Hak Pak Sak

Stephen Lewis on Infrastructure, Identity, Communication, and Change

Infrastructure and the Artificiality of Nations: The Internet, Balkan Crossings, and Border Radio

Posted by Stephen Lewis on August 10, 2008

Over the last few years I have been involved part-time in the study of the origins and consequences of national identities and nation states.  Countries organized around homogeneous “peoples” united by common religions and languages and sharing common histories, destinies and exclusive title to geographic entities are artifices that came to the fore during the Romantic Age, that solidified during the 19th century, and occassioned wars and genocides in the 20th.

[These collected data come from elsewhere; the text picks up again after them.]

use anyhow::{anyhow, bail, Context, Result};
use arrow::array::{Array, ArrayRef, Date32Array, Date32Builder, Int64Array, Int64Builder, StringArray, StringBuilder};
use arrow::datatypes::Date32Type;
use arrow::record_batch::RecordBatch;
use parquet::arrow::arrow_reader::ParquetRecordBatchReaderBuilder;
use parquet::arrow::ArrowWriter;
use parquet::basic::{BrotliLevel, Compression};
use parquet::file::properties::WriterProperties;
use rayon::prelude::*;
use std::fs::{self, File};
use std::path::{Path, PathBuf};
use std::sync::Arc;
use tracing::{debug, info};

use crate::schema::arrow::{build_arrow_schema, from_arrow_type};
use crate::table::{Column, DataKind, Table, Value};

/// Zero-byte marker written after all parts land, for consumers polling for
/// completion.
pub const SUCCESS_MARKER: &str = "_SUCCESS";

/// Write `table` to `dir` as `parts` Parquet files plus a `_SUCCESS` marker.
///
/// The table is split into contiguous slices, so row order is preserved
/// within each part and part filenames (`part-00000.parquet`, ...) preserve
/// table identity across parts. Parts are written in parallel, each to a
/// `.tmp` path first and renamed once complete.
#[tracing::instrument(level = "info", skip(table, dir), fields(dir = %dir.as_ref().display(), parts))]
pub fn write_parquet<P: AsRef<Path>>(table: &Table, dir: P, parts: usize) -> Result<()> {
    anyhow::ensure!(parts > 0, "part count must be at least 1");
    let dir = dir.as_ref();
    fs::create_dir_all(dir).with_context(|| format!("creating {}", dir.display()))?;

    let chunk = table.num_rows().div_ceil(parts);
    (0..parts)
        .into_par_iter()
        .try_for_each(|i| -> Result<()> {
            let slice = table.slice(i * chunk, chunk);
            let path = dir.join(format!("part-{:05}.parquet", i));
            write_part(&slice, &path)
                .with_context(|| format!("writing {}", path.display()))?;
            debug!(part = i, rows = slice.num_rows(), "wrote part");
            Ok(())
        })?;

    // marker is last: its presence implies every part is in place
    File::create(dir.join(SUCCESS_MARKER)).context("creating _SUCCESS marker")?;
    info!(rows = table.num_rows(), "parquet write complete");
    Ok(())
}

fn write_part(table: &Table, path: &Path) -> Result<()> {
    let batch = to_record_batch(table)?;
    let props = WriterProperties::builder()
        .set_compression(Compression::BROTLI(BrotliLevel::try_new(5)?))
        .build();

    let tmp_path = path.with_extension("tmp");
    let file = File::create(&tmp_path)
        .with_context(|| format!("creating {}", tmp_path.display()))?;
    let mut writer =
        ArrowWriter::try_new(file, batch.schema(), Some(props)).context("creating parquet writer")?;
    writer.write(&batch).context("writing batch to parquet")?;
    writer.close().context("closing parquet writer")?;

    fs::rename(&tmp_path, path)
        .with_context(|| format!("renaming {} -> {}", tmp_path.display(), path.display()))?;
    Ok(())
}

/// Read a Parquet part, or a whole output directory (parts concatenated in
/// filename order). The container's types are authoritative and map straight
/// back to column kinds.
#[tracing::instrument(level = "debug", skip(path), fields(path = %path.as_ref().display()))]
pub fn read_parquet<P: AsRef<Path>>(path: P) -> Result<Table> {
    let path = path.as_ref();
    if path.is_dir() {
        let mut parts: Vec<PathBuf> = fs::read_dir(path)
            .with_context(|| format!("reading {}", path.display()))?
            .filter_map(|e| e.ok().map(|e| e.path()))
            .filter(|p| p.extension().and_then(|s| s.to_str()) == Some("parquet"))
            .collect();
        parts.sort();
        anyhow::ensure!(!parts.is_empty(), "no parquet parts under {}", path.display());

        let mut out: Option<Table> = None;
        for part in parts {
            let t = read_single(&part)?;
            match &mut out {
                None => out = Some(t),
                Some(acc) => {
                    anyhow::ensure!(
                        acc.columns() == t.columns(),
                        "part {} disagrees on schema",
                        part.display()
                    );
                    for row in t.raw_rows() {
                        acc.push_row(row.clone())?;
                    }
                }
            }
        }
        Ok(out.unwrap_or_else(|| Table::from_parts(Vec::new(), Vec::new())))
    } else {
        read_single(path)
    }
}

fn read_single(path: &Path) -> Result<Table> {
    let file = File::open(path).with_context(|| format!("opening {}", path.display()))?;
    let reader = ParquetRecordBatchReaderBuilder::try_new(file)
        .with_context(|| format!("reading parquet metadata of {}", path.display()))?
        .build()
        .context("building parquet reader")?;

    let mut out: Option<Table> = None;
    for batch in reader {
        let batch = batch.context("decoding record batch")?;
        let t = from_record_batch(&batch)?;
        match &mut out {
            None => out = Some(t),
            Some(acc) => {
                for row in t.raw_rows() {
                    acc.push_row(row.clone())?;
                }
            }
        }
    }
    // a parquet file with no batches still carries a schema
    match out {
        Some(t) => Ok(t),
        None => {
            let file = File::open(path)?;
            let builder = ParquetRecordBatchReaderBuilder::try_new(file)?;
            let columns = columns_from_arrow(builder.schema())?;
            Ok(Table::from_parts(columns, Vec::new()))
        }
    }
}

fn columns_from_arrow(schema: &arrow::datatypes::Schema) -> Result<Vec<Column>> {
    schema
        .fields()
        .iter()
        .map(|f| {
            let kind = from_arrow_type(f.data_type()).ok_or_else(|| {
                anyhow!(
                    "unsupported arrow type {:?} for column `{}`",
                    f.data_type(),
                    f.name()
                )
            })?;
            Ok(Column::new(f.name().clone(), kind))
        })
        .collect()
}

/// Build an Arrow RecordBatch from a table, one typed array per column.
pub fn to_record_batch(table: &Table) -> Result<RecordBatch> {
    let schema = build_arrow_schema(table.columns());
    let mut arrays: Vec<ArrayRef> = Vec::with_capacity(table.num_columns());

    for (i, col) in table.columns().iter().enumerate() {
        let array: ArrayRef = match col.kind {
            DataKind::Str => {
                let mut b = StringBuilder::new();
                for row in table.raw_rows() {
                    match &row[i] {
                        Value::Str(s) => b.append_value(s),
                        Value::Null => b.append_null(),
                        other => bail!("column `{}` holds non-string value {:?}", col.name, other),
                    }
                }
                Arc::new(b.finish())
            }
            DataKind::Int => {
                let mut b = Int64Builder::new();
                for row in table.raw_rows() {
                    match &row[i] {
                        Value::Int(v) => b.append_value(*v),
                        Value::Null => b.append_null(),
                        other => bail!("column `{}` holds non-integer value {:?}", col.name, other),
                    }
                }
                Arc::new(b.finish())
            }
            DataKind::Date => {
                let mut b = Date32Builder::new();
                for row in table.raw_rows() {
                    match &row[i] {
                        Value::Date(d) => b.append_value(Date32Type::from_naive_date(*d)),
                        Value::Null => b.append_null(),
                        other => bail!("column `{}` holds non-date value {:?}", col.name, other),
                    }
                }
                Arc::new(b.finish())
            }
        };
        arrays.push(array);
    }

    RecordBatch::try_new(schema, arrays).context("building record batch")
}

/// Rebuild a table from an Arrow RecordBatch.
pub fn from_record_batch(batch: &RecordBatch) -> Result<Table> {
    let columns = columns_from_arrow(&batch.schema())?;
    let mut rows: Vec<Vec<Value>> = vec![Vec::with_capacity(columns.len()); batch.num_rows()];

    for (i, col) in columns.iter().enumerate() {
        let arr = batch.column(i);
        match col.kind {
            DataKind::Str => {
                let sarr = arr
                    .as_any()
                    .downcast_ref::<StringArray>()
                    .ok_or_else(|| anyhow!("column `{}` is not a string array", col.name))?;
                for (r, row) in rows.iter_mut().enumerate() {
                    row.push(if sarr.is_null(r) {
                        Value::Null
                    } else {
                        Value::Str(sarr.value(r).to_string())
                    });
                }
            }
            DataKind::Int => {
                let iarr = arr
                    .as_any()
                    .downcast_ref::<Int64Array>()
                    .ok_or_else(|| anyhow!("column `{}` is not an int64 array", col.name))?;
                for (r, row) in rows.iter_mut().enumerate() {
                    row.push(if iarr.is_null(r) {
                        Value::Null
                    } else {
                        Value::Int(iarr.value(r))
                    });
                }
            }
            DataKind::Date => {
                let darr = arr
                    .as_any()
                    .downcast_ref::<Date32Array>()
                    .ok_or_else(|| anyhow!("column `{}` is not a date32 array", col.name))?;
                for (r, row) in rows.iter_mut().enumerate() {
                    row.push(if darr.is_null(r) {
                        Value::Null
                    } else {
                        Value::Date(Date32Type::to_naive_date(darr.value(r)))
                    });
                }
            }
        }
    }

    Ok(Table::from_parts(columns, rows))
}

#[cfg(test)]
mod tests {
    use super::*;
    use chrono::NaiveDate;
    use tempfile::tempdir;

    fn date(y: i32, m: u32, d: u32) -> Value {
        Value::Date(NaiveDate::from_ymd_opt(y, m, d).unwrap())
    }

    fn typed_table(rows: usize) -> Table {
        let mut t = Table::new(vec![
            Column::new("policy", DataKind::Str),
            Column::new("premium", DataKind::Int),
            Column::new("start_date", DataKind::Date),
        ])
        .unwrap();
        for i in 0..rows {
            t.push_row(vec![
                Value::Str(format!("CAR{:04}", i + 1)),
                Value::Int(1000 - i as i64),
                date(2018 + (i % 3) as i32, 1, 1),
            ])
            .unwrap();
        }
        t
    }

    #[test]
    fn record_batch_round_trips() -> Result<()> {
        let mut t = typed_table(3);
        t.push_row(vec![Value::Null, Value::Null, Value::Null])?;
        let restored = from_record_batch(&to_record_batch(&t)?)?;
        assert_eq!(restored, t);
        Ok(())
    }

    #[test]
    fn mixed_kind_column_is_rejected() {
        let mut t = typed_table(1);
        t.push_row(vec!["CAR0002".into(), "oops".into(), Value::Null])
            .unwrap();
        assert!(to_record_batch(&t).is_err());
    }

    #[test]
    fn writes_requested_parts_and_marker() -> Result<()> {
        let dir = tempdir()?;
        let t = typed_table(10);
        write_parquet(&t, dir.path(), 3)?;

        let mut names: Vec<String> = fs::read_dir(dir.path())?
            .filter_map(|e| e.ok())
            .map(|e| e.file_name().to_string_lossy().into_owned())
            .collect();
        names.sort();
        assert_eq!(
            names,
            vec![
                SUCCESS_MARKER.to_string(),
                "part-00000.parquet".to_string(),
                "part-00001.parquet".to_string(),
                "part-00002.parquet".to_string(),
            ]
        );
        assert_eq!(fs::metadata(dir.path().join(SUCCESS_MARKER))?.len(), 0);
        Ok(())
    }

    #[test]
    fn directory_read_preserves_row_order_across_parts() -> Result<()> {
        let dir = tempdir()?;
        let t = typed_table(10);
        write_parquet(&t, dir.path(), 3)?;

        let restored = read_parquet(dir.path())?;
        assert_eq!(restored, t);
        Ok(())
    }

    #[test]
    fn single_part_read_uses_container_types() -> Result<()> {
        let dir = tempdir()?;
        let t = typed_table(4);
        write_parquet(&t, dir.path(), 1)?;

        let restored = read_parquet(dir.path().join("part-00000.parquet"))?;
        assert_eq!(restored.columns(), t.columns());
        assert_eq!(restored.num_rows(), 4);
        Ok(())
    }

    #[test]
    fn missing_path_is_a_fatal_error() {
        assert!(read_parquet("no/such/dir").is_err());
        assert!(write_parquet(&typed_table(1), "/proc/definitely-readonly/x", 1).is_err());
    }
}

On the work front, I am now involved in a project to create an institute for the study of the history and future of infrastructure — especially the infrastructure of “connectivity” as manifested in the Internet.  Issues of internet infrastructure, national identity, and nation states overlap.   On the surface, the Internet appears to transcend geographic boundaries that delineate nation states and also has provided a platform for enabling individuals to shape their identities and live their lives according to self-defined clusters of interests and allegiances separate from the nationalities stamped on their passports. But, the cables and fibers that comprise the infrastructure on which the Internet rests remain divided and clustered according to national boundaries and regulated and controlled within the contexts of nation states — just as are water, energy, and telephony.

Balkan Crossings

The absurdities of dividing infrastructure — traditional and new — along nationally-defined lines becomes palpable as one moves from the centers of nation states to their edges.  I often travel by night train from Sofia in Bulgaria (once a part of the Soviet Bloc and now a member state of the European Union)  and Istanbul in Turkey (a country that, in its post-1923 incarnation, developed its economy and infrastructure largely on its own).  Trains in both directions between Sofia and Istanbul approach the Bulgarian-Turkish border at 3 a.m.  State-railway-owned electric locomotives are removed from the trains just before they enter the infrastructure-less strip of no-man’s land that parallels the border itself. The trains are then shuttled from one country to the other by jointly-maintained diesel-powered locomotives. Passengers’ passports and baggage are checked once at the Bulgarian checkpoint and again on the Turkish side.  The glowing lights of towns visible from stations on both sides of the border are lit by separate nationally-defined power grids and their residents drink from separate nationally-defined water supply systems.  Telephoning or checking email from the border can be shockingly expensive, a glance at the screen of one’s mobile phone shows that signals switch back-and-forth between those of Bulgarian, Turkish, and Greek service providers (Greece’s northeastern border with Bulgaria and Turkey is only a few kilometers away).

Border Radio

Last month, US National Public Radio’s On the Media program broadcast The X Factor, a piece on the history and phenomenon of Border Radio.  Border Radio refers to the radio stations whose immense towers sprouted on the Mexican side of the US-Mexico border during the 1920s and 1930s.  Most of these stations were “fugitives” on the run from US broadcasting and truth-in-advertising regulations and were welcome in regulation-free Mexico in part due to the revenues they produced.  The first of the Border Stations was set up by a patent medicine peddling Kansan with an MD degree from a diploma mill in Chicago and a thriving practice in curing male impotence through goat gonad transplant operations. The station was established as the doctor’s own proprietary advertising and marketing device for gonad transplants and associated medicines but soon became a thriving business in its own right.

As more such stations were founded, other flamboyant figures flocked to Border Radio including faith healing preachers who talked in tongues and announcers who moved beds into their broadcasting booths so they could have sex while speaking on the air.  More profoundly, as Border Radio grew it came to reflect the mood and tastes of the American heartland.  East and West Coast based  mainstream radio with its big-band music, movie-star guests, and limp comedies and soap-operas fared well in New York and Los Angeles but the rural states of the former Confederacy and the dust-bowl stricken plains needed a voice of their own.

From its physical location just outside of the US, Border Radio came to mirror rural America and also to reshape it.  Border Radio played a role in solidified and promoting commercial country music and, through the legendary Brooklyn-born disk-jockey The Wolfman, spread rock ‘n roll through the American heartland.  On the political front, Border Radio’s religious programs brought the worldview of rural pentecostal Christianity into the age of broadcasting, feeding the creation of what ultimately became America’s powerful religious right.

Central to the influence of Border Radio was its infrastructure– million-watt clear-channel frequencies whose waves were said to be strong enough to fry flocks of birds in mid-flight and whose signals not only blanketed  America’s heartland but also caromed off the stratosphere to listeners in the South Pacific and in KGB listening posts in Moscow.  Like the Internet, national boundaries were superfluous to Border Radio and, also like the internet, by creating an alternative to the mainstream of its time, Border Radio shaped a new mainstream in its own image.